Reactive oxygen species (ROS) accumulation is required for effective plant defense. Accumulation of the Arabidopsis (Arabidopsis thaliana) NADPH oxidase respiratory burst oxidase homolog D (RBOHD) is regulated by phosphorylation of a conserved C-terminal residue (T912) leading to ubiquitination by the RING E3 ligase Pbl13-interacting RING domain E3 ligase (PIRE). Arabidopsis PIRE knockouts exhibit enhanced ROS production and resistance to the foliar pathogen Pseudomonas syringae. Here, we identified 170 PIRE homologs, which emerged in tracheophytes and expanded in angiosperms. We investigated the role of tomato (Solanum lycopersicum) PIRE homologs in regulating ROS production, RBOH stability, and disease resistance. Mutational analyses of residues corresponding to T912 in the tomato RBOHD ortholog, SlRBOHB, affected protein accumulation and ROS production in a PIRE-dependent manner. Using genome editing, we generated mutants in 2 S. lycopersicum PIRE (SlPIRE) homologs. SlPIRE1 edited lines (Slpire1) in the tomato cultivar M82 displayed enhanced ROS production upon treatment with flg22, an immunogenic epitope of flagellin. Furthermore, Slpire1 exhibited decreased disease symptoms and bacterial accumulation when inoculated with foliar bacterial pathogens P. syringae and Xanthomonas campestris. However, Slpire1 exhibited similar levels of colonization as wild type upon inoculation with diverse soil-borne pathogens. These results indicate that PIRE regulates RBOHs in multiple plant species and is a promising target for foliar disease control. This study also highlights the pathogen-specific role of PIRE, indicating its potential for targeted manipulation to enhance foliar disease resistance without affecting root-associated pathogenic interactions.
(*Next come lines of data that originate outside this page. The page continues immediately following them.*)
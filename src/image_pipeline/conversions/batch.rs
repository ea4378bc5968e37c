use std::fmt;
use std::path::Path;

use tracing::{error, info};

use crate::image_pipeline::{
    common::{
        error::{AtStage, Stage, StageFailure},
        timing::StageTimings,
    },
    conversions::{commit::commit, orchestrator::ConversionPipeline},
    options::ExecutionConfig,
    paths::PathPair,
    raw::{RawBackend, RawLoaderBackend},
};

/// Result of converting one file.
#[derive(Debug)]
pub enum ConversionOutcome {
    Success,
    Failure(StageFailure),
}

impl ConversionOutcome {
    pub fn is_success(&self) -> bool {
        matches!(self, ConversionOutcome::Success)
    }
}

/// Counters accumulated over a batch. Only ever incremented.
#[derive(Debug, Clone, Copy, Default, PartialEq, Eq)]
pub struct BatchResult {
    pub files_seen: usize,
    pub errors: usize,
}

impl BatchResult {
    fn record(&mut self, outcome: &ConversionOutcome) {
        self.files_seen += 1;
        if !outcome.is_success() {
            self.errors += 1;
        }
    }

    pub fn is_success(&self) -> bool {
        self.errors == 0
    }

    /// 0 when every file was committed, 1 otherwise.
    pub fn exit_status(&self) -> u8 {
        if self.is_success() { 0 } else { 1 }
    }
}

impl fmt::Display for BatchResult {
    fn fmt(&self, f: &mut fmt::Formatter<'_>) -> fmt::Result {
        write!(f, "Files processed: {}\terrors: {}", self.files_seen, self.errors)
    }
}

/// Converts a list of files one after the other. A failing file is logged
/// and counted; the batch always continues with the next one.
pub struct BatchRunner<B: RawBackend> {
    pipeline: ConversionPipeline<B>,
}

impl BatchRunner<RawLoaderBackend> {
    pub fn new(config: ExecutionConfig) -> Self {
        Self {
            pipeline: ConversionPipeline::new(config),
        }
    }
}

impl<B: RawBackend> BatchRunner<B> {
    pub fn with_pipeline(pipeline: ConversionPipeline<B>) -> Self {
        Self { pipeline }
    }

    pub fn run<P: AsRef<Path>>(&self, inputs: &[P]) -> BatchResult {
        let mut result = BatchResult::default();
        for input in inputs {
            let outcome = self.process_file(input.as_ref());
            result.record(&outcome);
        }
        info!(files = result.files_seen, errors = result.errors, "Batch complete");
        result
    }

    /// Runs one file through open, decode, produce and commit.
    pub fn process_file(&self, input: &Path) -> ConversionOutcome {
        let _span = tracing::info_span!("file", path = %input.display()).entered();
        let mut timings = StageTimings::new();

        let outcome = match self.convert(input, &mut timings) {
            Ok(()) => ConversionOutcome::Success,
            Err(failure) => {
                error!(
                    input = %input.display(),
                    stage = %failure.stage,
                    "{}",
                    failure.error
                );
                ConversionOutcome::Failure(failure)
            }
        };
        timings.log_summary();
        outcome
    }

    fn convert(&self, input: &Path, timings: &mut StageTimings) -> Result<(), StageFailure> {
        let config = self.pipeline.config();

        let mut container = timings.time("open", || {
            let _span = tracing::info_span!("open").entered();
            self.pipeline.open(input)
        })?;

        timings.time("decode", || {
            let _span = tracing::info_span!("decode").entered();
            self.pipeline.load(&mut container)
        })?;

        let paths = PathPair::build(
            input,
            config.output_dir.as_deref(),
            config.output_kind.extension(),
        )
        .at_stage(Stage::ProduceOutput)?;

        timings.time("produce", || {
            let _span = tracing::info_span!("produce").entered();
            self.pipeline.produce(&container, &paths)
        })?;
        drop(container);

        timings.time("commit", || {
            let _span = tracing::info_span!("commit").entered();
            commit(&paths).at_stage(Stage::Commit)
        })
    }
}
E3连接酶PIRE1的基因编辑微调活性氧的产生,以增强番茄的细菌抗病能力
活性氧(ROS)的积累是植物有效防御所必需的。拟南芥(Arabidopsis thaliana) NADPH氧化酶呼吸爆发氧化酶同源物D (RBOHD)的积累受保守的c端残基(T912)磷酸化调控,导致环E3连接酶pbl13相互作用的环结构域E3连接酶(PIRE)泛素化。拟南芥PIRE敲除表现出增强的ROS产生和对叶面病原体丁香假单胞菌的抗性。在这里,我们鉴定了170个PIRE同源物,这些同源物出现在管生植物中,并在被子植物中扩展。我们研究了番茄(Solanum lycopersicum) PIRE同源物在调节ROS生成、RBOH稳定性和抗病性中的作用。番茄RBOHD同源物SlRBOHB中T912对应残基的突变分析以pire依赖的方式影响蛋白质积累和ROS产生。利用基因组编辑技术,我们产生了2个S. lycopersicum PIRE (SlPIRE)同源突变体。在番茄品种M82中,SlPIRE1编辑系(SlPIRE1)在鞭毛蛋白的免疫原性表位flg22处理后,ROS的产生增强。此外,接种叶面致病菌丁香假单胞菌和油菜黄单胞菌后,Slpire1表现出疾病症状和细菌积累的减少。然而,接种多种土传病原体后,Slpire1表现出与野生型相似的定殖水平。这些结果表明,PIRE调控多种植物的RBOHs,是防治叶面病害的一个有希望的靶点。这项研究还强调了PIRE的病原体特异性作用,表明它有可能在不影响根系相关致病相互作用的情况下,通过靶向操作增强叶片抗病能力。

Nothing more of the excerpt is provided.